Advantages of corneal inlays are improved near vision with a 1- to 2-line decrease in distance vision in the corrected eye. Also, corneal inlays can be surgically removed if desired.
Disadvantages include risk of corneal haze or inflammation, which requires long-term topical steroid use and can result in glare, halo, and difficulty reading in dim light. Complications can include inlay decentration, dry eye, and epithelial ingrowth.
Clear lensectomy can be considered in patients with high hyperopia who are already presbyopic. This procedure is identical to cataract surgery except the patient’s lens is clear and not cataractous.
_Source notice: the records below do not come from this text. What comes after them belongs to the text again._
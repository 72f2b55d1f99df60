use anyhow::{bail, Context, Result};
use fs_err as fs;
use serde::{Deserialize, Serialize};
use std::path::Path;

use crate::cli::{Args, ProviderKind};

#[derive(Debug, Clone, Serialize, Deserialize)]
#[serde(default)]
pub struct Config {
    pub provider: ProviderKind,
    pub model: String,
    pub timeout_secs: u64,
    pub ollama_url: Option<String>,
    pub audio_format: String,
    pub post_process: bool,
    pub python: String,
    pub examples_manifest: Option<String>,
    pub prompt_template: Option<String>,
    pub artifacts_dir: String,
    pub save_artifacts: bool,
    pub auto_approve: bool,
}

impl Default for Config {
    fn default() -> Self {
        Self {
            provider: ProviderKind::OpenAI,
            model: "gpt-4.1-mini".into(),
            timeout_secs: 600,
            ollama_url: Some("http://localhost:11434".into()),
            audio_format: "mp3".into(),
            post_process: false,
            python: "python3".into(),
            examples_manifest: None,
            prompt_template: None,
            artifacts_dir: ".reaper_nlp".into(),
            save_artifacts: false,
            auto_approve: false,
        }
    }
}

impl Config {
    /// Read a settings file; `.yaml`/`.yml` are parsed as YAML, anything else as TOML.
    pub fn load(path: &Path) -> Result<Self> {
        let text = fs::read_to_string(path)?;
        let ext = path.extension().and_then(|e| e.to_str()).unwrap_or_default();
        let cfg = match ext {
            "yaml" | "yml" => serde_yaml::from_str(&text).with_context(|| format!("parsing {}", path.display()))?,
            "toml" | "" => toml::from_str(&text).with_context(|| format!("parsing {}", path.display()))?,
            other => bail!("unsupported config format .{} ({})", other, path.display()),
        };
        Ok(cfg)
    }

    /// File (if given) overridden by command-line flags.
    pub fn resolve(args: &Args) -> Result<Self> {
        let mut cfg = match &args.config {
            Some(p) => Self::load(Path::new(p))?,
            None => Self::default(),
        };
        if let Some(p) = args.provider { cfg.provider = p; }
        if let Some(m) = &args.model { cfg.model = m.clone(); }
        if let Some(t) = args.timeout_secs { cfg.timeout_secs = t; }
        if let Some(f) = &args.format { cfg.audio_format = f.clone(); }
        if let Some(p) = &args.python { cfg.python = p.clone(); }
        if let Some(m) = &args.examples_manifest { cfg.examples_manifest = Some(m.clone()); }
        if let Some(t) = &args.prompt_template { cfg.prompt_template = Some(t.clone()); }
        cfg.post_process |= args.post_process;
        cfg.save_artifacts |= args.save_artifacts;
        cfg.auto_approve |= args.auto_approve;
        Ok(cfg)
    }
}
An extended depth-of-focus, trifocal, multifocal, or accommodating IOL—all of which allow the patient to focus over a wide range of distances without the assistance of eyeglasses—may be inserted.
The main risks of clear lensectomy are infection and rupture of the posterior capsule of the lens, which would necessitate further surgery. Clear lensectomy should be done with great caution in young patients with myopia because they have an increased risk of postoperative retinal detachment.
INTACS are thin arc-shaped segments of biocompatible plastic that are inserted in pairs through a small radial corneal incision into the peripheral corneal stroma at two-thirds depth. After INTACS are inserted, the central corneal curvature is flattened, reducing myopia. INTACS are used to treat mild myopia (< 3 diopters) and minimal astigmatism (< 1 diopter). INTACS maintain a central, clear, optical zone because the 2 segments are placed in the corneal periphery. INTACS can be replaced or removed if desired.
Risks include induced astigmatism, undercorrection and overcorrection, infection, glare, halo, and incorrect depth placement. Currently, INTACS are mostly used for treatment of corneal ectatic disorders such as keratoconus and post-LASIK (laser in situ keratomileusis) ectasia when glasses or contact lenses no longer provide adequate vision or are uncomfortable. Best-corrected vision and contact lens tolerance improve in 70 to 80% of patients.
Radial and astigmatic keratotomy procedures change the shape of the cornea by making deep corneal incisions using a diamond or stainless steel blade or femtosecond laser.
Radial keratotomy has been replaced by laser vision correction and is rarely used because it offers no clear advantages over laser vision correction, has a greater need for subsequent retreatment, can lead to visual and refractive results that fluctuate through the day, weakens the cornea, and can cause a hyperopic shift in the long term.
Astigmatic keratotomy is still commonly done at the time of cataract surgery. The incisions are also referred to as limbal relaxing incisions because the optical zone is much larger and closer to the limbus.
Parkhurst GD: A prospective comparison of phakic collamer lenses and wavefront-optimized laser-assisted in situ keratomileusis for correction of myopia. Clin Ophthalmol 10:1209-1215, 2016. doi:10.2147/OPTH.S106120.